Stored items
■ ■ ■

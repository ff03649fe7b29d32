//! Server construction and middleware wiring.

mod config;
mod state_builders;

pub use config::AppSettings;
pub use state_builders::StartupError;

use state_builders::build_http_state;

use std::time::Duration;

use actix_web::dev::{Server, ServiceFactory, ServiceRequest, ServiceResponse};
use actix_web::{App, HttpServer, web};
use tracing::info;

use campsite::Trace;
use campsite::inbound::http::configure;
use campsite::inbound::http::health::HealthState;
use campsite::inbound::http::state::HttpState;

const RATE_LIMIT_PRUNE_PERIOD: Duration = Duration::from_secs(60);

fn build_app(
    health_state: web::Data<HealthState>,
    http_state: web::Data<HttpState>,
) -> App<
    impl ServiceFactory<
        ServiceRequest,
        Config = (),
        Response = ServiceResponse,
        Error = actix_web::Error,
        InitError = (),
    >,
> {
    App::new()
        .app_data(health_state)
        .app_data(http_state)
        .wrap(Trace)
        .configure(configure)
}

/// Construct the Actix HTTP server described by `settings`.
///
/// Readiness flips once the stores are connected and the socket is bound.
///
/// # Errors
///
/// Returns [`StartupError`] when the settings are unusable, the database
/// cannot be reached or the socket cannot be bound.
pub async fn create_server(
    health_state: web::Data<HealthState>,
    settings: &AppSettings,
) -> Result<Server, StartupError> {
    let bind_addr = settings.socket_addr()?;
    let http_state = web::Data::new(build_http_state(settings).await?);
    // Detached; it ends with the runtime.
    drop(http_state.limits.spawn_pruning(RATE_LIMIT_PRUNE_PERIOD));

    let server_health_state = health_state.clone();
    let server = HttpServer::new(move || build_app(server_health_state.clone(), http_state.clone()))
        .bind(bind_addr)
        .map_err(|err| StartupError::Bind {
            addr: bind_addr,
            source: err,
        })?
        .run();

    health_state.mark_ready();
    info!(%bind_addr, production = settings.is_production(), "server listening");
    Ok(server)
}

■ ■ ■

* **What you should do**:
Once more, give all the records exactly as they were written.

* **Answer to this task**:
repository ff03649fe7b29d32
//! Server construction and middleware wiring.

mod config;
mod state_builders;

pub use config::AppSettings;
pub use state_builders::StartupError;

use state_builders::build_http_state;

use std::time::Duration;

use actix_web::dev::{Server, ServiceFactory, ServiceRequest, ServiceResponse};
use actix_web::{App, HttpServer, web};
use tracing::info;

use campsite::Trace;
use campsite::inbound::http::configure;
use campsite::inbound::http::health::HealthState;
use campsite::inbound::http::state::HttpState;

const RATE_LIMIT_PRUNE_PERIOD: Duration = Duration::from_secs(60);

fn build_app(
    health_state: web::Data<HealthState>,
    http_state: web::Data<HttpState>,
) -> App<
    impl ServiceFactory<
        ServiceRequest,
        Config = (),
        Response = ServiceResponse,
        Error = actix_web::Error,
        InitError = (),
    >,
> {
    App::new()
        .app_data(health_state)
        .app_data(http_state)
        .wrap(Trace)
        .configure(configure)
}

/// Construct the Actix HTTP server described by `settings`.
///
/// Readiness flips once the stores are connected and the socket is bound.
///
/// # Errors
///
/// Returns [`StartupError`] when the settings are unusable, the database
/// cannot be reached or the socket cannot be bound.
pub async fn create_server(
    health_state: web::Data<HealthState>,
    settings: &AppSettings,
) -> Result<Server, StartupError> {
    let bind_addr = settings.socket_addr()?;
    let http_state = web::Data::new(build_http_state(settings).await?);
    // Detached; it ends with the runtime.
    drop(http_state.limits.spawn_pruning(RATE_LIMIT_PRUNE_PERIOD));

    let server_health_state = health_state.clone();
    let server = HttpServer::new(move || build_app(server_health_state.clone(), http_state.clone()))
        .bind(bind_addr)
        .map_err(|err| StartupError::Bind {
            addr: bind_addr,
            source: err,
        })?
        .run();

    health_state.mark_ready();
    info!(%bind_addr, production = settings.is_production(), "server listening");
    Ok(server)
}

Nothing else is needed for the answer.